→ Exercise
From the entries that follow, copy exactly the lines beginning at the line holding "filename packages/cli/src/scenario.rs" and continuing through the line holding "pub enum ScenarioError".
- Opening Delimiter -
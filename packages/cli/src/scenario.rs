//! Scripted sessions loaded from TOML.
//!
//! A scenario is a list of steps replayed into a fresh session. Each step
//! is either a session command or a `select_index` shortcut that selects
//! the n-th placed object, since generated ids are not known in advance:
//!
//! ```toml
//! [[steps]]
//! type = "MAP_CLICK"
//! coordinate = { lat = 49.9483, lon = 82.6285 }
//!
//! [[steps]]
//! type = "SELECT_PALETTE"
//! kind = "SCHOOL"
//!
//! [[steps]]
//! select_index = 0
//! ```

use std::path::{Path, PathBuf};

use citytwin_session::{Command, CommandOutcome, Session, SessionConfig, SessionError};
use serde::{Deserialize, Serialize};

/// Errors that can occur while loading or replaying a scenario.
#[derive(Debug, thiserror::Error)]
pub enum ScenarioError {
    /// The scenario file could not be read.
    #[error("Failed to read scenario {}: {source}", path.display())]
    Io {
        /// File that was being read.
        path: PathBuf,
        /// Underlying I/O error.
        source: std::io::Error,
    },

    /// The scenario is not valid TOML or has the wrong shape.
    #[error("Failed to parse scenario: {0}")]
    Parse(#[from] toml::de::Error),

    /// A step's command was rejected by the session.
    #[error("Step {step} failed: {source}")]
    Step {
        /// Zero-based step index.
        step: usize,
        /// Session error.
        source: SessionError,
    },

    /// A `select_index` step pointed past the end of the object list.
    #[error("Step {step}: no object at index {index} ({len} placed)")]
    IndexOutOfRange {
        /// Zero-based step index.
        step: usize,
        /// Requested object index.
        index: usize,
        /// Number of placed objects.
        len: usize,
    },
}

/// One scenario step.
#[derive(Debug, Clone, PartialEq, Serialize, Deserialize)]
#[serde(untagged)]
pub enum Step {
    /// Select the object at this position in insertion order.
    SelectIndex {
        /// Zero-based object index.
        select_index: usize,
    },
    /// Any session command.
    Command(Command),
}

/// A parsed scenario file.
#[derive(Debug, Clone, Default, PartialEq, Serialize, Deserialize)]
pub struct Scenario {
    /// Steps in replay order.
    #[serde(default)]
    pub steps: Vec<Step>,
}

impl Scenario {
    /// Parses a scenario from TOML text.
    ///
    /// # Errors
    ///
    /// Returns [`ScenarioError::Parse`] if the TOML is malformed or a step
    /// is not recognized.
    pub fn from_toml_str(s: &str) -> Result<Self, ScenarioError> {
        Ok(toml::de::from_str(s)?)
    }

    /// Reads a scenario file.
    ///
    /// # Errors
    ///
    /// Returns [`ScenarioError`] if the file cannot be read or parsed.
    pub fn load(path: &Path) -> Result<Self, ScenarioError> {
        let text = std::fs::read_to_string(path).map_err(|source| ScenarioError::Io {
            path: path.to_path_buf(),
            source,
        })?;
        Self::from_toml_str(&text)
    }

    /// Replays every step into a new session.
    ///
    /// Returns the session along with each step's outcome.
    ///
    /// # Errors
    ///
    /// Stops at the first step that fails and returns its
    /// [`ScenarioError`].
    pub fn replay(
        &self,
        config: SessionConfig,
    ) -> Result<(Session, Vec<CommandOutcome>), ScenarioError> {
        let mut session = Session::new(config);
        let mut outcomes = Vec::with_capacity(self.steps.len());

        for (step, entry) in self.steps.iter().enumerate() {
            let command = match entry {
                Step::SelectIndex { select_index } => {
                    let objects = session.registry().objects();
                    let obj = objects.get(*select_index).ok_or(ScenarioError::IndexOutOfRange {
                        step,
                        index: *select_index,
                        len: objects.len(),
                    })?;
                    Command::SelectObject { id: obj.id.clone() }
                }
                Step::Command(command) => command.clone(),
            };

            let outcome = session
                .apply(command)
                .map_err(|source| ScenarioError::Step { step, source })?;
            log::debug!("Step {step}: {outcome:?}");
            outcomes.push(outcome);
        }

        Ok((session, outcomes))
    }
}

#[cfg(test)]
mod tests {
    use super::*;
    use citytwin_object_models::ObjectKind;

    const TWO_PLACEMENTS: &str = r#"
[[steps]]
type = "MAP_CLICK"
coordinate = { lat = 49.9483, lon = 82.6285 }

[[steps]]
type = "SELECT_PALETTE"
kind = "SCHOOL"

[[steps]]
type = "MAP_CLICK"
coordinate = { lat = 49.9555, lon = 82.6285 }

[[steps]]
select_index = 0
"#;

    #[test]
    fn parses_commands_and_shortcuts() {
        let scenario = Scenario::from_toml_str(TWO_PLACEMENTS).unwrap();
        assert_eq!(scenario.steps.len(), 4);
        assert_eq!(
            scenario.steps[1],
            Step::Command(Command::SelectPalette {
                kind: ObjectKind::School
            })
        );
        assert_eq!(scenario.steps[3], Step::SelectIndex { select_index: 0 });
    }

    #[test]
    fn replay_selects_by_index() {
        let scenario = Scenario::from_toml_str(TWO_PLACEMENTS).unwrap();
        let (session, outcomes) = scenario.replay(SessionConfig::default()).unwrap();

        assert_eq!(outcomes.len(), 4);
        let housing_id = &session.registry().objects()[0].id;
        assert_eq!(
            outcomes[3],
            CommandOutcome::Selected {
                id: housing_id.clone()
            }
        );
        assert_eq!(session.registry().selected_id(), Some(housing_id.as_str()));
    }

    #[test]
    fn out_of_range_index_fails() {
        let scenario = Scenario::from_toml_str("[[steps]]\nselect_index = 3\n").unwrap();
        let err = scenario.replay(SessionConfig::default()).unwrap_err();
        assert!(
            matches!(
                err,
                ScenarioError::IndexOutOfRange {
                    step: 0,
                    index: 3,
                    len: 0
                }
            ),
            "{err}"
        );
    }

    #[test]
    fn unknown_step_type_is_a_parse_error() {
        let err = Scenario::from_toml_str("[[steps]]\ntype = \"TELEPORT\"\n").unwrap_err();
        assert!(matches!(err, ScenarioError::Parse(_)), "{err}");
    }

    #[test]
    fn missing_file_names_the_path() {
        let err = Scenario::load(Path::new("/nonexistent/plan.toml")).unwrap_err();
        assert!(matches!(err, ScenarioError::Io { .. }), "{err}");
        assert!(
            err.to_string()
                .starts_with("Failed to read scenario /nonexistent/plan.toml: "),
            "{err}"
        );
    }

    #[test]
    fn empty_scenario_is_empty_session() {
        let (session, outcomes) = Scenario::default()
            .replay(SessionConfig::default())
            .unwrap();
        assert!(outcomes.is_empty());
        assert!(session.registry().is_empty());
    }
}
- Closing Delimiter -
- Opening Delimiter -
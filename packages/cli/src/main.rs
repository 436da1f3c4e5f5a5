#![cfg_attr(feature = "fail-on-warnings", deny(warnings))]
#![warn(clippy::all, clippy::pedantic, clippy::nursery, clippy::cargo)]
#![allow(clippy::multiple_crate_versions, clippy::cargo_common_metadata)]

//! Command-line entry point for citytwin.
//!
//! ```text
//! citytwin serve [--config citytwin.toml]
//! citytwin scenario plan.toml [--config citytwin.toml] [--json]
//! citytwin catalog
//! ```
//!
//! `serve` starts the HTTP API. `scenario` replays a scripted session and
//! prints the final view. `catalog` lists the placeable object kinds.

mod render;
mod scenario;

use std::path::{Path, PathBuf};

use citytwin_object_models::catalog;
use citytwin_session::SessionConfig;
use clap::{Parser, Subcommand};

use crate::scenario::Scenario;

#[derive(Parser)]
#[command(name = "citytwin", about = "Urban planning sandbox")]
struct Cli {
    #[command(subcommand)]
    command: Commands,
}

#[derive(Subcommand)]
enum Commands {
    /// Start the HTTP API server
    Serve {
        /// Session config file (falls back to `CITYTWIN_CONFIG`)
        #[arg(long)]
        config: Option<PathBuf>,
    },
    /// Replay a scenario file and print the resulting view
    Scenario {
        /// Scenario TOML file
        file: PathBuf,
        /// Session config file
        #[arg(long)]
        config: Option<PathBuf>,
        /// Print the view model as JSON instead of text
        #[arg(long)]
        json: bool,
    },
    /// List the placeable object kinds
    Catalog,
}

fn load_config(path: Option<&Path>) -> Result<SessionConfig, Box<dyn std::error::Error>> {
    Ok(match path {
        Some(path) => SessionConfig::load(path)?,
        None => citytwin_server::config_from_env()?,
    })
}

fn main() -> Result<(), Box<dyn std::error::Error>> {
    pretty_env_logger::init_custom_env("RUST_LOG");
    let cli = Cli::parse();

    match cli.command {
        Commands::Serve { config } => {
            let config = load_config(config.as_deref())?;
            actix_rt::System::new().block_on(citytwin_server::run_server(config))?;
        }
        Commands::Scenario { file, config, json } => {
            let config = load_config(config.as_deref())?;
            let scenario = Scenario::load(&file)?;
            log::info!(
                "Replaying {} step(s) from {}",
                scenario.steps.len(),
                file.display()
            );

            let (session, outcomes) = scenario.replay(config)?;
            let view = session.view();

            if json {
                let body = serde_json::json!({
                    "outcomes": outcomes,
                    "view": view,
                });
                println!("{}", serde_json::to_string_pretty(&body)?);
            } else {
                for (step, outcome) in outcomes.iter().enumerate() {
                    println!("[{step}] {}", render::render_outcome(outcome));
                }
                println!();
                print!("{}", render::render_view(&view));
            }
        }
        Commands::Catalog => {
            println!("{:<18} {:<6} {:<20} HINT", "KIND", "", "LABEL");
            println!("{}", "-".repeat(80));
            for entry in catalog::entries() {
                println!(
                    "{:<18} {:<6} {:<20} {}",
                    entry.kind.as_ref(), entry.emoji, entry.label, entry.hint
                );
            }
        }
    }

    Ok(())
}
- Closing Delimiter -
- Opening Delimiter -
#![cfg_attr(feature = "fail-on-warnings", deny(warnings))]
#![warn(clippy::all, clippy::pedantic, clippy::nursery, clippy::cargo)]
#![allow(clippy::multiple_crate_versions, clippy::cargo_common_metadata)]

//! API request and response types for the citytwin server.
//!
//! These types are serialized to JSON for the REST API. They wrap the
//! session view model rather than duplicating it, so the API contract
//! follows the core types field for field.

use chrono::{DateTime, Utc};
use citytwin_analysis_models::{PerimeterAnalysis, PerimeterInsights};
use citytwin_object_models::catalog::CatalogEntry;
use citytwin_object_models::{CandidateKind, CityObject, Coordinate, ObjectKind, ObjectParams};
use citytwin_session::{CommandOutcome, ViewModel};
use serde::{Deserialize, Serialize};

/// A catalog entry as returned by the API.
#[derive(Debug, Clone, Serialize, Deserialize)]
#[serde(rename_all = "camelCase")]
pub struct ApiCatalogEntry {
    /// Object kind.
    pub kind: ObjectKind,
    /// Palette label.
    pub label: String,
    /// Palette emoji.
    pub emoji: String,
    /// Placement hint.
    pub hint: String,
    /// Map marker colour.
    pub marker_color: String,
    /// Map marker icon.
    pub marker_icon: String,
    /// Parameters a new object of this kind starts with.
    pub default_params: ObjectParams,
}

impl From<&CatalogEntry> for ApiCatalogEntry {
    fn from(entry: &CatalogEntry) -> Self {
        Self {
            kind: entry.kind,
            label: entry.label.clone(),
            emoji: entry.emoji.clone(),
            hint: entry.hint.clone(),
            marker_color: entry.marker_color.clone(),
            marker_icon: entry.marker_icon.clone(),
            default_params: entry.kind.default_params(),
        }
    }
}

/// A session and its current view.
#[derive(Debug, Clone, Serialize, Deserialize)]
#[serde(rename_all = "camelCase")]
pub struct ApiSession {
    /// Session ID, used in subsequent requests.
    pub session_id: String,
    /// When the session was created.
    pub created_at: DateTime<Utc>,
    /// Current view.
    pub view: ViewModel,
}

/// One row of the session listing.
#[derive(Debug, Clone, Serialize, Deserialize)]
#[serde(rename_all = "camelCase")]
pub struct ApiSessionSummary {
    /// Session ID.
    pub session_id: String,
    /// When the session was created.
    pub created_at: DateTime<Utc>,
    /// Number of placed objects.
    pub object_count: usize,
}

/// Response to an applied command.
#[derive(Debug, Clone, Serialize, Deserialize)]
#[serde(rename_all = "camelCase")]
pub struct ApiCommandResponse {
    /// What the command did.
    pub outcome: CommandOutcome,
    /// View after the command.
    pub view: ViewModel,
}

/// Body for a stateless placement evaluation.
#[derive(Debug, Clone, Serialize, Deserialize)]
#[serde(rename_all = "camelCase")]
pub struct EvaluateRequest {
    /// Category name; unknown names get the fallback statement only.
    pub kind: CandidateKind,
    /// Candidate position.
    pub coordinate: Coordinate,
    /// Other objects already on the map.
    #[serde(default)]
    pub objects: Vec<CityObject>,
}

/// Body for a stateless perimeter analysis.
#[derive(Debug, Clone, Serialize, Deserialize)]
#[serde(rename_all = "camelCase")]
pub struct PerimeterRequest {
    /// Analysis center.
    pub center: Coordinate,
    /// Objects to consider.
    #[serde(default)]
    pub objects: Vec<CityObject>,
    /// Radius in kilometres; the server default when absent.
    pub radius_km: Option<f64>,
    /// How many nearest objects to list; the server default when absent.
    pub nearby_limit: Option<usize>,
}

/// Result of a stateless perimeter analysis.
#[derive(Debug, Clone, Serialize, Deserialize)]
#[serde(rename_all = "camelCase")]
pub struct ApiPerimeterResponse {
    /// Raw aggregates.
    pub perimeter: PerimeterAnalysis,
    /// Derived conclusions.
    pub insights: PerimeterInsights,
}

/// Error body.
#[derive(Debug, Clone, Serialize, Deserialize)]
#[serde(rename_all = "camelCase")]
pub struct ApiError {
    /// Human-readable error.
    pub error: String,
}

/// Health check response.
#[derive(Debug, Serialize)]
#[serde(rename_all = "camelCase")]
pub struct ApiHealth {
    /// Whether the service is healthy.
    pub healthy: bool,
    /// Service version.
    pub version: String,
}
- Closing Delimiter -
→ Answer for the task
filename packages/cli/src/scenario.rs
//! Scripted sessions loaded from TOML.
//!
//! A scenario is a list of steps replayed into a fresh session. Each step
//! is either a session command or a `select_index` shortcut that selects
//! the n-th placed object, since generated ids are not known in advance:
//!
//! ```toml
//! [[steps]]
//! type = "MAP_CLICK"
//! coordinate = { lat = 49.9483, lon = 82.6285 }
//!
//! [[steps]]
//! type = "SELECT_PALETTE"
//! kind = "SCHOOL"
//!
//! [[steps]]
//! select_index = 0
//! ```

use std::path::{Path, PathBuf};

use citytwin_session::{Command, CommandOutcome, Session, SessionConfig, SessionError};
use serde::{Deserialize, Serialize};

/// Errors that can occur while loading or replaying a scenario.
#[derive(Debug, thiserror::Error)]
pub enum ScenarioError {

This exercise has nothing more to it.